Bonded Forever Through the Miracle of Transplant
Eighteen-year-old Tiffany Senter is discussing her good friend, Emma Greene, also 18, with whom she certainly has much in common. Both California natives are five feet tall; both graduated high school this summer with perfect GPAs; both have spent hours each day—for years on end—gulping down dozens of pills and relying on machines to help them breathe. And both received recent calls that gave them a new chance at life.
Emma and Tiffany suffer from Cystic Fibrosis (CF), a life-shortening congenital disease that renders the body unable to regulate salt transport in and out of cells. Over time, CF leads to destruction of the lungs. It also affects digestion, preventing the body from breaking down and absorbing food.
"Imagine trying to breathe through a straw," describes Carol Conrad, MD, director pediatric pulmonary medicine at Packard Children’s. “Mucus has clogged up the airways and the work required to get even a small breath is painfully high."
Emma and Tiffany were diagnosed in early childhood, and for a period of time, managed CF with medication and treatment, leading relatively normal lives. Tiffany made straight A's at school in Shasta Lake and was an award-winning jump-roper. Just over 200 miles away in Lodi, Emma was also a star student, plus a soccer player and Taekwondo black belt.

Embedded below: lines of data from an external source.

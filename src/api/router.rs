//! API router configuration.

use std::sync::Arc;

use axum::{
    middleware,
    routing::{any, get, post},
    Router,
};
use tower_http::{
    cors::{Any, CorsLayer},
    trace::TraceLayer,
};

use super::handlers::{execute, list_sessions, logs, status, AppState};
use super::websocket::terminal_handler;
use crate::error::RelayError;
use crate::security::auth_middleware;

/// Create the API router with default state (no auth, no log).
pub fn create_router() -> Router {
    create_router_with_state(AppState::default())
}

/// Create the API router with custom state.
pub fn create_router_with_state(state: AppState) -> Router {
    let auth = Arc::clone(&state.auth);

    Router::new()
        .route("/status", get(status))
        .route("/execute", post(execute))
        .route("/logs", get(logs))
        .route("/sessions", get(list_sessions))
        .route("/terminal", any(terminal_handler))
        .layer(middleware::from_fn_with_state(auth, auth_middleware))
        .layer(TraceLayer::new_for_http())
        .layer(
            CorsLayer::new()
                .allow_origin(Any)
                .allow_methods(Any)
                .allow_headers(Any),
        )
        .with_state(state)
}

/// Listener address.
#[derive(Debug, Clone)]
pub struct ServerConfig {
    pub host: String,
    pub port: u16,
}

impl ServerConfig {
    pub fn new(host: impl Into<String>, port: u16) -> Self {
        Self {
            host: host.into(),
            port,
        }
    }

    pub fn bind_address(&self) -> String {
        format!("{}:{}", self.host, self.port)
    }
}

impl Default for ServerConfig {
    fn default() -> Self {
        Self {
            host: "127.0.0.1".to_string(),
            port: 3000,
        }
    }
}

/// Serve the API until the process receives Ctrl-C.
pub async fn serve(config: ServerConfig, state: AppState) -> crate::Result<()> {
    let addr = config.bind_address();
    let router = create_router_with_state(state);

    let listener = tokio::net::TcpListener::bind(&addr)
        .await
        .map_err(RelayError::Io)?;
    tracing::info!("shell-relay listening on {}", addr);

    axum::serve(listener, router)
        .with_graceful_shutdown(shutdown_signal())
        .await
        .map_err(|e| RelayError::Io(std::io::Error::other(e.to_string())))?;

    tracing::info!("server stopped");
    Ok(())
}

async fn shutdown_signal() {
    if let Err(e) = tokio::signal::ctrl_c().await {
        tracing::warn!("failed to listen for shutdown signal: {}", e);
        std::future::pending::<()>().await;
    }
    tracing::info!("shutdown requested");
}
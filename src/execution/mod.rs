//! One-shot command execution.
//!
//! Runs a fixed, operator-configured program once per request and streams
//! its output back as tagged lines:
//! - `[STDOUT]` lines, then `[STDERR]` lines (or both in arrival order when
//!   [`OutputOrdering::Interleaved`] is configured)
//! - exactly one `[PROCESS_EXIT]` record carrying the exit code
//! - or a single `[ERROR]` record when the process cannot be started or its
//!   output cannot be read
//!
//! Output is decoded as lossy UTF-8. Each line loses its terminator and any
//! trailing whitespace, but leading whitespace is kept so indented output
//! (diffs, code, tables) arrives intact.
//!
//! # Example
//!
//! ```no_run
//! use futures_util::StreamExt;
//! use shell_relay::execution::{CommandExecutor, ExecutionConfig, Invocation};
//!
//! # async fn demo() {
//! let executor = CommandExecutor::new(ExecutionConfig::default());
//! let mut lines = Box::pin(executor.execute(&Invocation::new("list files")));
//! while let Some(line) = lines.next().await {
//!     println!("{line}");
//! }
//! # }
//! ```

mod command;
mod executor;
mod result;

pub use command::{CommandLine, ExecutionConfig, Invocation, OutputOrdering};
pub use executor::CommandExecutor;
pub use result::ExecutionLine;
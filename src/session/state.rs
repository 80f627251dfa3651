//! Terminal session state machine.

use serde::Serialize;

/// Lifecycle state of an interactive terminal session.
#[derive(Debug, Clone, Copy, PartialEq, Eq, Default, Serialize)]
#[serde(rename_all = "snake_case")]
pub enum BridgeState {
    /// Channel accepted, nothing spawned yet.
    #[default]
    Idle,
    /// Allocating the PTY and starting the shell.
    Spawning,
    /// Both pumps are running.
    Active,
    /// One pump finished; the other is being cancelled.
    Draining,
    /// Process gone, handles released.
    Terminated,
}

impl BridgeState {
    /// Check if transition to target state is valid.
    ///
    /// Valid transitions:
    /// - Idle -> Spawning
    /// - Spawning -> Active
    /// - Spawning -> Terminated (spawn failure)
    /// - Active -> Draining
    /// - Draining -> Terminated
    pub fn can_transition_to(&self, target: BridgeState) -> bool {
        use BridgeState::*;
        matches!(
            (*self, target),
            (Idle, Spawning)
                | (Spawning, Active)
                | (Spawning, Terminated)
                | (Active, Draining)
                | (Draining, Terminated)
        )
    }

    /// Attempt to transition to a new state.
    ///
    /// Returns `Ok(())` if the transition is valid, or an error otherwise.
    pub fn transition_to(&mut self, target: BridgeState) -> crate::Result<()> {
        if self.can_transition_to(target) {
            *self = target;
            Ok(())
        } else {
            Err(crate::error::RelayError::InvalidStateTransition {
                from: *self,
                to: target,
            })
        }
    }

    /// Check if this is a terminal state.
    pub fn is_terminal(&self) -> bool {
        matches!(self, BridgeState::Terminated)
    }
}
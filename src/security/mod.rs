//! Request authentication for the HTTP API.
//!
//! Every route except `/status` requires `Authorization: Bearer <token>`
//! when authentication is enabled. The terminal route also accepts the token
//! as a `token` query parameter.
//!
//! ## Example
//!
//! ```rust
//! use shell_relay::security::{ApiKeyStore, AuthConfig, AuthFailure};
//!
//! let store = ApiKeyStore::new(&AuthConfig::with_token("my-secret-key"));
//! assert!(store.verify_header(Some("Bearer my-secret-key")).is_ok());
//! assert_eq!(store.verify_header(None), Err(AuthFailure::Missing));
//! ```

pub mod auth;

pub use auth::{auth_middleware, ApiKeyStore, AuthConfig, AuthFailure};
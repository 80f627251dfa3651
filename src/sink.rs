//! Append-only line log for one-shot execution output.

use std::path::{Path, PathBuf};

use async_trait::async_trait;
use tokio::fs::{self, OpenOptions};
use tokio::io::AsyncWriteExt;
use tokio::sync::Mutex;
use tracing::debug;

use crate::Result;

/// Destination for rendered output lines.
#[async_trait]
pub trait LineSink: Send + Sync {
    /// Append one line. A trailing newline is added by the sink.
    async fn append(&self, line: &str) -> Result<()>;
}

/// Appends lines to a file, creating it and its parent directories on first use.
///
/// Concurrent appends are serialized so lines from different requests never
/// interleave mid-line.
pub struct FileLineSink {
    path: PathBuf,
    lock: Mutex<()>,
}

impl FileLineSink {
    pub fn new(path: impl Into<PathBuf>) -> Self {
        Self {
            path: path.into(),
            lock: Mutex::new(()),
        }
    }

    pub fn path(&self) -> &Path {
        &self.path
    }

    /// Read the whole log, or `None` if nothing has been written yet.
    pub async fn read_all(&self) -> Result<Option<String>> {
        match fs::read(&self.path).await {
            Ok(bytes) => Ok(Some(String::from_utf8_lossy(&bytes).into_owned())),
            Err(e) if e.kind() == std::io::ErrorKind::NotFound => Ok(None),
            Err(e) => Err(e.into()),
        }
    }
}

#[async_trait]
impl LineSink for FileLineSink {
    async fn append(&self, line: &str) -> Result<()> {
        let _guard = self.lock.lock().await;

        if let Some(parent) = self.path.parent().filter(|p| !p.as_os_str().is_empty()) {
            fs::create_dir_all(parent).await?;
        }
        let mut file = OpenOptions::new()
            .create(true)
            .append(true)
            .open(&self.path)
            .await?;

        let mut record = String::with_capacity(line.len() + 1);
        record.push_str(line);
        record.push('\n');
        file.write_all(record.as_bytes()).await?;
        file.flush().await?;
        debug!(path = %self.path.display(), "appended log line");
        Ok(())
    }
}

/// Discards everything. Used when the log file is disabled.
#[derive(Debug, Default, Clone, Copy)]
pub struct NullSink;

#[async_trait]
impl LineSink for NullSink {
    async fn append(&self, _line: &str) -> Result<()> {
        Ok(())
    }
}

But eventually, life for both teens, who were yet to find out about each other, revolved around heavily scheduled treatments. As the years went by, both found themselves sitting on the sidelines, literally trying to catch their breath.
By her freshman year, Emma’s lungs were working so poorly that she was evaluated for a lung transplant. Later, she became too sick to go to school. After referral to her medical team at Packard, it was discovered that CF’s thick secretions were damaging her liver. Even after a lung transplant, her liver function could be problematic. So, in November of 2009, Emma was listed for a unique double-lung and liver transplant.

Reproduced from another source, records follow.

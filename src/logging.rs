//! Logging initialization and configuration.

use tracing_subscriber::{layer::SubscriberExt, util::SubscriberInitExt, EnvFilter};

/// Filter used when neither `RUST_LOG` nor a configured level is available.
pub const DEFAULT_FILTER: &str = "shell_relay=info";

fn env_filter() -> EnvFilter {
    EnvFilter::try_from_default_env().unwrap_or_else(|_| EnvFilter::new(DEFAULT_FILTER))
}

/// Build a filter from a configured level.
///
/// A bare level such as `debug` is scoped to this crate plus the HTTP trace
/// layer; anything containing `=` or `,` is taken as a full directive string.
pub fn filter_for_level(level: &str) -> EnvFilter {
    let level = level.trim();
    if level.is_empty() {
        return env_filter();
    }
    if level.contains('=') || level.contains(',') {
        EnvFilter::try_new(level).unwrap_or_else(|_| EnvFilter::new(DEFAULT_FILTER))
    } else {
        EnvFilter::try_new(format!("shell_relay={level},tower_http={level}"))
            .unwrap_or_else(|_| EnvFilter::new(DEFAULT_FILTER))
    }
}

/// Initialize the logging system.
///
/// Uses the `RUST_LOG` environment variable for filtering. If not set,
/// defaults to `shell_relay=info`.
///
/// # Panics
///
/// Panics if called more than once, or if another tracing subscriber
/// has already been set.
pub fn init() {
    tracing_subscriber::registry()
        .with(env_filter())
        .with(tracing_subscriber::fmt::layer().compact())
        .init();
}

/// Initialize logging with the level taken from configuration.
pub fn init_with_level(level: &str) -> Result<(), tracing_subscriber::util::TryInitError> {
    tracing_subscriber::registry()
        .with(filter_for_level(level))
        .with(tracing_subscriber::fmt::layer().compact())
        .try_init()
}

/// Try to initialize the logging system.
///
/// Returns `Ok(())` if successful, or `Err` if logging has already been
/// initialized.
pub fn try_init() -> Result<(), tracing_subscriber::util::TryInitError> {
    tracing_subscriber::registry()
        .with(env_filter())
        .with(tracing_subscriber::fmt::layer().compact())
        .try_init()
}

"It’s pretty rare to see a patient—especially in pediatrics—requiring both a new set of lungs and a new liver. There are maybe only 1 of these performed each year nationwide," remarked Conrad. Even though Packard Children’s has one of the largest programs for pediatric transplants in the U.S., this would be the first-ever double-organ transplant of this kind here.
Meanwhile, in Shasta Lake, Tiffany’s daily treatments—including hour-long sessions of therapy to clear her lungs—progressed to four times a day. By the time she was a sophomore, Tiffany was being hospitalized frequently for lung infections.
"I couldn’t even go out with friends—I’d be too tired and couldn’t breathe," she remembers. She was listed for a double lung transplant at Packard in March of 2011.
Transplant prep is intense. "It’s like an athlete preparing for an event: maximizing nutrition and maintaining muscle tone and strength by keeping up their activity level," said Conrad. These are Herculean tasks for Cystic Fibrosis patients.
Conrad worked to keep Tiffany and Emma’s lung function stable with a rigorous schedule of lung clearance, management of medication, exercise and careful monitoring. Both girls hooked up to a feeding tube before bed for high-calorie overnight feeds.
Through it all, remarkably, both girls were able to graduate their respective classes with honors, with Emma even being awarded valedictorian.
It was shortly after this time, in June of 2011, that the two girls were introduced to one another by Conrad.
"Lung transplantation is extremely rare," said Conrad. "That’s why I always try to connect patients pre-operatively to provide support for one another." The girls began emailing and texting their stories and words of support even though they had never met.
Finally, one evening in early October, Emma received the call she had been waiting nearly two years for: thanks to the gift of organ donation, Packard’s first double-lung and liver transplant awaited her. After a grueling but successful 12-hour surgery by Hari Mallidi, MD, and Carlos Esquivel, MD, PhD, she recovered nearby the hospital, and returned to Lodi just in time for Christmas.
Tiffany’s new lungs came in November, just before Thanksgiving. Richard Ha, MD, completed the 6.5 hour surgery. Tiffany had confidence going into the OR. "It’s like working with God’s hands. I knew I was in the best place I could possibly be," she said of Packard. She is now recovering at the Ronald McDonald House at Stanford.
Post-surgery, both girls were afraid to remove their oxygen masks. But the teens are now breathing on their own, gaining weight, and, so far, have very clear airways. While not a lifelong fix, Emma and Tiffany can now look forward to a much better quality of life, plus the energy and strength to pursue their dreams.
Inspired by the nurses who have taken care of her, Tiffany wants to become a pediatric nurse. Emma has plans to attend UC Davis to become a zoologist. Both feel blessed, and are eternally grateful to their donors for giving them a second chance.
It’s a chance that promises an unbreakable and lifelong bond of support and friendship. Finally meeting in person for the first time after Tiffany’s November surgery, Emma brought her friend a homemade pie. "It’s like having a CF twin. We both have a lot of the same fears and questions, but it’s nice to have a friend who understands."